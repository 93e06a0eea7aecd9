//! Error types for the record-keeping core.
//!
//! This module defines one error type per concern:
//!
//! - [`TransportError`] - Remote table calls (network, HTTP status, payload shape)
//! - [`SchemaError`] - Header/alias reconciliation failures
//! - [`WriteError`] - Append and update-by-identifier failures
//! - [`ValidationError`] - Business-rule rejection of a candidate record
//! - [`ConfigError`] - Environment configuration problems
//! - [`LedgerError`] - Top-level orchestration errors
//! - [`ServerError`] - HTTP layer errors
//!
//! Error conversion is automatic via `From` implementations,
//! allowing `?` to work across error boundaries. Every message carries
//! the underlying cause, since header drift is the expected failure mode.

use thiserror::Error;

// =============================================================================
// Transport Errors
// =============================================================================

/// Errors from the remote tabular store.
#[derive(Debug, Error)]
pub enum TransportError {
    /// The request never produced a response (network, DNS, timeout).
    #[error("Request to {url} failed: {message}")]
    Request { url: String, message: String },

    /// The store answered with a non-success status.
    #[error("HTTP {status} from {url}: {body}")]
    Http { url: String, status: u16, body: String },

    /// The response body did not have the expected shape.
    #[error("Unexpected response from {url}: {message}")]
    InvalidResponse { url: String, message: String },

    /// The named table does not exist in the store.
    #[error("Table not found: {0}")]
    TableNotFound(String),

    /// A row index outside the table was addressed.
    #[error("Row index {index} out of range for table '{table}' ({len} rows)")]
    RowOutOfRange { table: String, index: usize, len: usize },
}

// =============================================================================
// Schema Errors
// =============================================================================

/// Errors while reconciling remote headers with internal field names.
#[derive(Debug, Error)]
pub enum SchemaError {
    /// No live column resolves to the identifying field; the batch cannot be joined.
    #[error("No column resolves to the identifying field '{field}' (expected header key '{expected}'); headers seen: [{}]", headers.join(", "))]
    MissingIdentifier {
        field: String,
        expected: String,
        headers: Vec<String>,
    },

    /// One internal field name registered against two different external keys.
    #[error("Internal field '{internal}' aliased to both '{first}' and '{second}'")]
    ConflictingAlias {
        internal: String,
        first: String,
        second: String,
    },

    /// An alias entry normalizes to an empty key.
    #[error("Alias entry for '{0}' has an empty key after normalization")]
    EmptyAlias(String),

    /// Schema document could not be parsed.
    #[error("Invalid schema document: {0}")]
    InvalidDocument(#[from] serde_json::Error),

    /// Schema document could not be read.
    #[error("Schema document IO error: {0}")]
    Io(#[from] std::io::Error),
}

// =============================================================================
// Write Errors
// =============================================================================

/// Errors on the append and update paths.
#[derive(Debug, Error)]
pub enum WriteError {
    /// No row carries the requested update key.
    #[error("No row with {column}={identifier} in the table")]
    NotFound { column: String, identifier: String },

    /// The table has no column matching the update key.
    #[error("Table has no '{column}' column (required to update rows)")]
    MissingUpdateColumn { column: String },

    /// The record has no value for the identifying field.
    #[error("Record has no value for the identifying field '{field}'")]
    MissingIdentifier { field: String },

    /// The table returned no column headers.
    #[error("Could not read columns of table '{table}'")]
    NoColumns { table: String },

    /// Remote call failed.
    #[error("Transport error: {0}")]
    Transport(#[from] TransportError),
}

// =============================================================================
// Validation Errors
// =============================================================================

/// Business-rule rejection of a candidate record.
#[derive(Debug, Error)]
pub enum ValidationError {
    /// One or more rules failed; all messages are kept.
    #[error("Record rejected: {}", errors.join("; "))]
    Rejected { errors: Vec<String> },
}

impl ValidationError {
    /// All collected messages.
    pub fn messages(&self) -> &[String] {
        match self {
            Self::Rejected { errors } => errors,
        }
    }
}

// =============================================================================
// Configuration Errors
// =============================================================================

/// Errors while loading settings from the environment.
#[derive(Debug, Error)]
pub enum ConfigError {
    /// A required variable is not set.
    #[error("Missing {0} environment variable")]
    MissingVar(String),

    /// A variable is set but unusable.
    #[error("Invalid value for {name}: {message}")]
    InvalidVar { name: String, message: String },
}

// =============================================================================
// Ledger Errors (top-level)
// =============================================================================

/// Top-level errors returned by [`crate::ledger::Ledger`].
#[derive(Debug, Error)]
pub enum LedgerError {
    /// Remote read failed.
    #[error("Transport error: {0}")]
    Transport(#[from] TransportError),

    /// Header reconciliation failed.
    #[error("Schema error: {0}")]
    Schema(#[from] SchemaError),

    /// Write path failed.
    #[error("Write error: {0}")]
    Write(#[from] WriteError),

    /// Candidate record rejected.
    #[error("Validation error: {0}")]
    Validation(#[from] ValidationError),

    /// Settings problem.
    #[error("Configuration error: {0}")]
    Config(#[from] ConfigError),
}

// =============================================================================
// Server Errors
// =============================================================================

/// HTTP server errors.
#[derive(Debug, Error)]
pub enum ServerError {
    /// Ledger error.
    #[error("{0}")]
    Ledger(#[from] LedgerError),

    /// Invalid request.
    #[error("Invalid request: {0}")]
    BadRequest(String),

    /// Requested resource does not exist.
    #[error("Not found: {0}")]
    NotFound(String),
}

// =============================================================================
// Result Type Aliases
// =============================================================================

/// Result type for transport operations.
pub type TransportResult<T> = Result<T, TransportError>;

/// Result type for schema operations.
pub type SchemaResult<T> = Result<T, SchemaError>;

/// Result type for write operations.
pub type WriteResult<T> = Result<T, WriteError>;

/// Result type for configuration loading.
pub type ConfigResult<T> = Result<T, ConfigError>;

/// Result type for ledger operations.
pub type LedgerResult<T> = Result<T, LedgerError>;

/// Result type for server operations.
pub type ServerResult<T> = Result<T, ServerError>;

------------------------------------------------------------------------

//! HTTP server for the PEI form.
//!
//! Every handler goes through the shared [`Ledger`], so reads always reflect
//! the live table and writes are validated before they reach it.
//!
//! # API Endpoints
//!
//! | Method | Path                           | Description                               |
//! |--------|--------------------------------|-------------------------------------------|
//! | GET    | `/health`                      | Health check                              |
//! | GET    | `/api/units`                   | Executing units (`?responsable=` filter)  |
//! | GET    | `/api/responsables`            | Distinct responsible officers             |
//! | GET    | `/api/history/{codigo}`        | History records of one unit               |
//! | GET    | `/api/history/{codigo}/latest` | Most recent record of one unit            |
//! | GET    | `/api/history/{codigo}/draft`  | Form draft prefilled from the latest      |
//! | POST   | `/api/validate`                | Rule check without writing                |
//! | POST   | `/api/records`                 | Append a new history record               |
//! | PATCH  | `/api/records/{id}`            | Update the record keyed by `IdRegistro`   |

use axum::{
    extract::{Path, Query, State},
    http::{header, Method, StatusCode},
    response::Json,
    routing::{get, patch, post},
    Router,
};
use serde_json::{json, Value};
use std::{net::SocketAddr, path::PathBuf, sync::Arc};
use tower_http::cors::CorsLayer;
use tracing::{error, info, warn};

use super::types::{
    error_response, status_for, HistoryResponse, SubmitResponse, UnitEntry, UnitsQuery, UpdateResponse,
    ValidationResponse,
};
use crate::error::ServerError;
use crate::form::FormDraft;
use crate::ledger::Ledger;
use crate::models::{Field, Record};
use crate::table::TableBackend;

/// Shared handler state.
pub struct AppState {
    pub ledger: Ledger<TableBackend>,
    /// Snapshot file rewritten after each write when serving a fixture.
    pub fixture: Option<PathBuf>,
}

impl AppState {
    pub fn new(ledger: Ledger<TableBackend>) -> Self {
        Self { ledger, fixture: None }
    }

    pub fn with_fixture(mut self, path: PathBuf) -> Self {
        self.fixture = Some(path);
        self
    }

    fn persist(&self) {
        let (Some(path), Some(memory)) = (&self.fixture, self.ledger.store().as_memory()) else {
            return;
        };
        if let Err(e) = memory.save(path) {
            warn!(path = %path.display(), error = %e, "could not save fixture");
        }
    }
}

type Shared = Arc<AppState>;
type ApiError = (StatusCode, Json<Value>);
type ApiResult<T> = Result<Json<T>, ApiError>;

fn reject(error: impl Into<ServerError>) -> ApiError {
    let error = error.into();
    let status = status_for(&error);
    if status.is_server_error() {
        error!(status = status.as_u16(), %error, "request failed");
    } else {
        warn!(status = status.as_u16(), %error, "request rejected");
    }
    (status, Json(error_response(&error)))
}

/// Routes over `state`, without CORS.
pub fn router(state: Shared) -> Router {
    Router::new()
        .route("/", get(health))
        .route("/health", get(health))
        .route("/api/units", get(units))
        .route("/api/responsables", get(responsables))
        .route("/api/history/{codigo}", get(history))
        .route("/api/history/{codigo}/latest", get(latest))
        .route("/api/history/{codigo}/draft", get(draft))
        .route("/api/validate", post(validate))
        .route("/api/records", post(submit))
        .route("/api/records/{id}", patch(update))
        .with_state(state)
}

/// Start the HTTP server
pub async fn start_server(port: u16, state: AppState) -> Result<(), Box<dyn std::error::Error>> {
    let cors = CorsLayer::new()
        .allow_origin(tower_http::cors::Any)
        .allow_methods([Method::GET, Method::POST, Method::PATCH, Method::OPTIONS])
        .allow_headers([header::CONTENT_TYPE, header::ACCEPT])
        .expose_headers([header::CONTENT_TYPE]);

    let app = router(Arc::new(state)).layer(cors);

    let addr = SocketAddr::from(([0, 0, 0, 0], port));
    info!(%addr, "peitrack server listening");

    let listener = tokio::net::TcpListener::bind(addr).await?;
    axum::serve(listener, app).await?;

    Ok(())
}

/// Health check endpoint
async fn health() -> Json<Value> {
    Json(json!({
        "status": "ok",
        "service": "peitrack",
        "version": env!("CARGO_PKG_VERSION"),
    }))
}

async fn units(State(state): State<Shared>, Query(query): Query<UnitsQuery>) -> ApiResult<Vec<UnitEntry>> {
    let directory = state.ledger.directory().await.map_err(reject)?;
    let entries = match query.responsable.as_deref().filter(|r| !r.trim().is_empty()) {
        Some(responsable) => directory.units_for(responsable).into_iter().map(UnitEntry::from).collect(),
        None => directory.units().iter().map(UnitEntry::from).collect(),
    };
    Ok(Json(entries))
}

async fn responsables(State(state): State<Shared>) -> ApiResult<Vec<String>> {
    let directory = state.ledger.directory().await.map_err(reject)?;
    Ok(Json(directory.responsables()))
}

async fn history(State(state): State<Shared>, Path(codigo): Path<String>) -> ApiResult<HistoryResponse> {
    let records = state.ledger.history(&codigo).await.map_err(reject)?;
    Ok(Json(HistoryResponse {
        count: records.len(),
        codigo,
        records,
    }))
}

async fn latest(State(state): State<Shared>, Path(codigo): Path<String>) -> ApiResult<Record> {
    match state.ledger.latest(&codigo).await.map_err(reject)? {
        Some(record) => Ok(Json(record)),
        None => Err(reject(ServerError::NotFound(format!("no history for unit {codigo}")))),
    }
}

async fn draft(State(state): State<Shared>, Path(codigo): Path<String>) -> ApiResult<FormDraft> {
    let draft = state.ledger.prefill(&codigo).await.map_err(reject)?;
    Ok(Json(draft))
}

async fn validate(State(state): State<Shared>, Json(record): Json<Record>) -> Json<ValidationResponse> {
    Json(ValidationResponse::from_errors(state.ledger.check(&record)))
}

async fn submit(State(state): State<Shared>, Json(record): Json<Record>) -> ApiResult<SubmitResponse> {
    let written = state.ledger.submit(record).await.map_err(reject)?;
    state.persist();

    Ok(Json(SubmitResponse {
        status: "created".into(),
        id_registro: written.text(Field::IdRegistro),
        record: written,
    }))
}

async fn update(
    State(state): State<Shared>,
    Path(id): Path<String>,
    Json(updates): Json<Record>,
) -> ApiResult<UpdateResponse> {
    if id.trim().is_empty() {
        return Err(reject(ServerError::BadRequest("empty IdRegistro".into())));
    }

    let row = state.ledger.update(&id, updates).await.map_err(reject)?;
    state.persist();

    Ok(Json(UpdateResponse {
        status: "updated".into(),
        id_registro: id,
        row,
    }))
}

------------------------------------------------------------------------

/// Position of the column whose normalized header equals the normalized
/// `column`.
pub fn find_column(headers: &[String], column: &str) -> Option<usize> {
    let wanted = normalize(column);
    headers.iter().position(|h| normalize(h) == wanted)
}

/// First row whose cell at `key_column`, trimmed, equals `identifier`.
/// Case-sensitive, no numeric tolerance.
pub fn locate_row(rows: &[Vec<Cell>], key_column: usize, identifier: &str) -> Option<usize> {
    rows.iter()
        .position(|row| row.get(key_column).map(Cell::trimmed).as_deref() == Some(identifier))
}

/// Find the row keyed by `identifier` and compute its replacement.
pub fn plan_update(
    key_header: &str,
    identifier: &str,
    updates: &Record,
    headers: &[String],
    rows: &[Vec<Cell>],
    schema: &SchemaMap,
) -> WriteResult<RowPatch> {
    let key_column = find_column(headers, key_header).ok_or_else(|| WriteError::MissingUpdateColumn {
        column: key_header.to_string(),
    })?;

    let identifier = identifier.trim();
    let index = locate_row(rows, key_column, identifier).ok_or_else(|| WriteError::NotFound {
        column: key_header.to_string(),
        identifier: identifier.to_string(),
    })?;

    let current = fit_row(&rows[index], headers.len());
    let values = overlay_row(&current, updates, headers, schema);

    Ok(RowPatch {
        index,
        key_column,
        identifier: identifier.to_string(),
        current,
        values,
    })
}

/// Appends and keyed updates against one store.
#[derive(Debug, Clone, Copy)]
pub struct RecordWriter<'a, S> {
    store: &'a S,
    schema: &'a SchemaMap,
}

------------------------------------------------------------------------

## What is needed
Starting with the line above that holds "pub type ConfigResult<T>" and stopping with the line that holds "pub type ServerResult<T>", reproduce each line exactly, omitting all other lines.

## Answer section
pub type ConfigResult<T> = Result<T, ConfigError>;

/// Result type for ledger operations.
pub type LedgerResult<T> = Result<T, LedgerError>;

/// Result type for server operations.
pub type ServerResult<T> = Result<T, ServerError>;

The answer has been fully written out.